封闭空间内烈性爆震及其破坏机制

Knock is a considerable obstacle of some new combustion technologies and it also prevents the further increase of compression ratio thus hinder thermal efficiency of engines from improving further. The origin and effects of conventional knock have been well studied before, however, extensive attention has been aroused again these years by severe knock which is caused by the down-sized technology and the introduction of some new technologies in recent years. Such severe knock is different from the conventional knock. The formation mechanism and destruction mechanism of severe knock haven’t been revealed sufficiently and deeply. Our research will be conducted from following aspects. 1) Reveal the detonation formation mechanism in combustion chamber when severe knock occurs. 2) Explore the behavior of non-linear waves occurring in the limited closed spaces of combustion chamber. 3) Find the convergence effect of shock waves on the heat and force transmission in engine parts. 4) Research the destruction mechanism of the oscillation force and heat on engine parts material. According to above work, on one hand, the corresponding method can be found to cut off the formation condition of detonation inhibiting the occurrence of severe knock, on the other hand, reasonable combustion chamber shapes and engine parts material constructions can be obtained to eliminate the convergence of shock waves inhibiting the destruction of engine parts under severe knock. It can provide theoretical support for the further improvement of thermal efficiency and for the application of new combustion technologies. Such work can also provide a guidance to improve engine parts material avoiding damage.

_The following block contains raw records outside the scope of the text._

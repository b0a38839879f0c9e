//! Compile-time prelude coverage test.
use eventually::prelude::*;
use std::time::Duration;

#[test]
fn prelude_reexports_core_types() {
    let constraint = TimeoutConstraint::builder()
        .max_total(Duration::from_millis(100))
        .backoff(Backoff::constant(Duration::from_millis(1)).with_jitter(Jitter::None))
        .build()
        .expect("valid constraint");

    let doubled = Existing::new(21_u32).map(|n| n * 2);
    assert_eq!(ensure(doubled, constraint.clone()).expect("resolved"), 42);

    let parsed = from_result(|| "8080".parse::<u16>());
    assert!(ensure_that(parsed, |port| *port == 8080, constraint.clone()).expect("matched"));

    let never = from_option(|| None::<u8>);
    let err: DeferredError = ensure(never, constraint.clone()).expect_err("never resolves");
    assert_eq!(err.kind(), FailureKind::Permanent);

    eventually(from_fn(|| Attempt::Ready(true)), |ok| *ok, constraint).expect("eventually true");
}
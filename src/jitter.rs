//! Randomization applied on top of a backoff sequence
//!
//! When to use which strategy:
//! - `None`: deterministic delays for tests or tightly controlled workflows.
//! - `Full`: uniform in `[0, delay)`, the randomized strategies use this.
//! - `Equal`: uniform in `[delay/2, delay]`, keeps a floor while adding randomness.
//!
//! Notes:
//! - RNG: uses `rand`'s thread-local RNG by default; deterministic RNGs can be injected via `apply_with_rng`.
//! - Precision: millisecond conversions saturate to `u64::MAX` to avoid panics on very large durations.
//! - A zero delay always stays zero.
//!
//! Example:
//! ```rust
//! use eventually::{Backoff, Jitter};
//!
//! let backoff = Backoff::fibonacci().with_jitter(Jitter::equal());
//! let first: Vec<_> = backoff.delays().take(3).collect();
//! assert_eq!(first.len(), 3);
//! ```

use rand::{rng, Rng};
use std::time::Duration;

/// Jitter strategy for randomizing delays
#[derive(Debug, Clone, Copy, PartialEq, Eq, Default)]
pub enum Jitter {
    /// No jitter - use exact delay
    #[default]
    None,
    /// Full jitter: random in `[0, delay)`
    Full,
    /// Equal jitter: random in `[delay/2, delay]`
    Equal,
}

impl Jitter {
    /// Create a full jitter strategy
    pub fn full() -> Self {
        Jitter::Full
    }

    /// Create an equal jitter strategy
    pub fn equal() -> Self {
        Jitter::Equal
    }

    /// Apply jitter to a delay duration
    pub fn apply(&self, delay: Duration) -> Duration {
        let mut rng = rng();
        self.apply_with_rng(delay, &mut rng)
    }

    /// Apply jitter with a custom RNG (for testing)
    pub fn apply_with_rng<R: Rng>(&self, delay: Duration, rng: &mut R) -> Duration {
        let millis: u64 = delay.as_millis().try_into().unwrap_or(u64::MAX);
        match self {
            Jitter::None => delay,
            _ if millis == 0 => Duration::ZERO,
            Jitter::Full => Duration::from_millis(rng.random_range(0..millis)),
            Jitter::Equal => Duration::from_millis(rng.random_range(millis / 2..=millis)),
        }
    }
}

/// Iterator adapter randomizing every delay of the wrapped sequence.
#[derive(Debug, Clone)]
pub struct Jittered<I> {
    inner: I,
    jitter: Jitter,
}

impl<I> Jittered<I> {
    pub fn new(inner: I, jitter: Jitter) -> Self {
        Self { inner, jitter }
    }
}

impl<I> Iterator for Jittered<I>
where
    I: Iterator<Item = Duration>,
{
    type Item = Duration;

    fn next(&mut self) -> Option<Duration> {
        self.inner.next().map(|delay| self.jitter.apply(delay))
    }

    fn size_hint(&self) -> (usize, Option<usize>) {
        self.inner.size_hint()
    }
}

#[cfg(test)]
mod tests {
    use super::*;
    use rand::rngs::StdRng;
    use rand::SeedableRng;

    #[test]
    fn none_jitter_returns_exact_delay() {
        let delay = Duration::from_secs(1);
        assert_eq!(Jitter::None.apply(delay), delay);
    }

    #[test]
    fn full_jitter_is_below_delay() {
        let jitter = Jitter::full();
        let delay = Duration::from_millis(10);
        for _ in 0..200 {
            assert!(jitter.apply(delay) < delay);
        }
    }

    #[test]
    fn full_jitter_of_one_millisecond_is_zero() {
        let mut rng = StdRng::seed_from_u64(7);
        assert_eq!(Jitter::full().apply_with_rng(Duration::from_millis(1), &mut rng), Duration::ZERO);
    }

    #[test]
    fn equal_jitter_is_between_half_and_delay() {
        let mut rng = StdRng::seed_from_u64(42);
        let delay = Duration::from_millis(1000);
        for _ in 0..100 {
            let jittered = Jitter::equal().apply_with_rng(delay, &mut rng);
            assert!(jittered >= Duration::from_millis(500));
            assert!(jittered <= delay);
        }
    }

    #[test]
    fn jitter_handles_zero_delay() {
        assert_eq!(Jitter::full().apply(Duration::ZERO), Duration::ZERO);
        assert_eq!(Jitter::equal().apply(Duration::ZERO), Duration::ZERO);
    }

    #[test]
    fn saturates_large_durations_without_panicking() {
        let huge = Duration::from_secs(u64::MAX);
        let mut rng = StdRng::seed_from_u64(999);
        let jittered = Jitter::full().apply_with_rng(huge, &mut rng);
        assert!(jittered < Duration::from_millis(u64::MAX));
    }

    #[test]
    fn jittered_preserves_length() {
        let delays = vec![Duration::from_millis(5); 4];
        let jittered: Vec<_> = Jittered::new(delays.into_iter(), Jitter::Full).collect();
        assert_eq!(jittered.len(), 4);
        assert!(jittered.iter().all(|d| *d < Duration::from_millis(5)));
    }
}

爆震是内燃机中新型燃烧方式应用以及通过增加压缩比提高热效率的重要障碍。有关常规爆震发生的成因及其影响已经开展了众多的研究，但是近年来小型强化技术及新型燃烧方式引起的烈性爆震再次引起了广泛关注。该烈性爆震不同于常规爆震，其形成机理及高烈度破坏机制还未得到充分、深入的研究。本课题将从以下方面开展研究，1）烈性爆震发生时，在封闭空间的燃烧室内爆轰形成机理的揭示。2）探索有限封闭空间内，非线性波的行为特性。3）探索激波汇聚作用对活塞等组件的受力特性的影响规律。4）研究爆轰波和热协同作用下对组件材料的破坏机制。通过上述研究，一方面找到相应措施，阻断爆轰形成的条件，从而抑制烈性爆震的发生；另一方面提出合理的燃烧室形状及组件材料构型，消除汇聚点，增强组件抗爆性以避免其在爆震下被迅速破坏。以上研究可为内燃机进一步提高热效率以及新型燃烧方式在全工况下的应用提供理论支持，也为改进组件材料以避免破坏提供指导。

围绕课题任务书中提出的研究内容和目标，主要开展以下三方面的工作，一是设计并制造了可以重现爆震现象的定容燃烧弹，采用乙炔气体作燃料和高达12焦耳的点火能量诱发爆震，研究封闭空间中爆轰燃烧的行为。二是采用FLUENT结合CHEMKIN软件，对发生的爆轰波瞬态过程进行数值模拟，详细研究封闭空间中爆轰现象及其作用。三是在一台四缸增压发动机上，研究发动机失火对超级爆震可能的影响。研究结果发现了（1）封闭空间发生爆轰后会发生波的汇聚效应。在棚顶型燃烧内，该爆轰波会有径向和轴向两个方向传播，如果一旦汇聚可能会对活塞产生破坏作用。另外， 普通内燃机的缸压传感器和测量方法无法测出封闭空间的爆轰波行为；（2）爆震在封闭空间的狭窄处会聚集并诱导出烈性爆震。活塞顶面有凹坑以及减小压缩余隙有助于减小爆震的危害；（3）爆轰波的连续作用会在活塞内继续热量。该热量无法通过自身传导到外部而致自身烧融；（4）内燃机某气缸的失火会诱发相邻气缸发生爆震。发动机表明，在低速大负荷条件下，某气缸失火其混合气排出气缸后会在高热排气道中产生爆轰以诱发其它气缸发生爆震。本研究结果阐明了封闭空间中烈性爆震破坏破坏发动机活塞的原因，并揭示了超级爆震发生的机理，为发动机避免发生爆震的结构设计提供了重要的指导。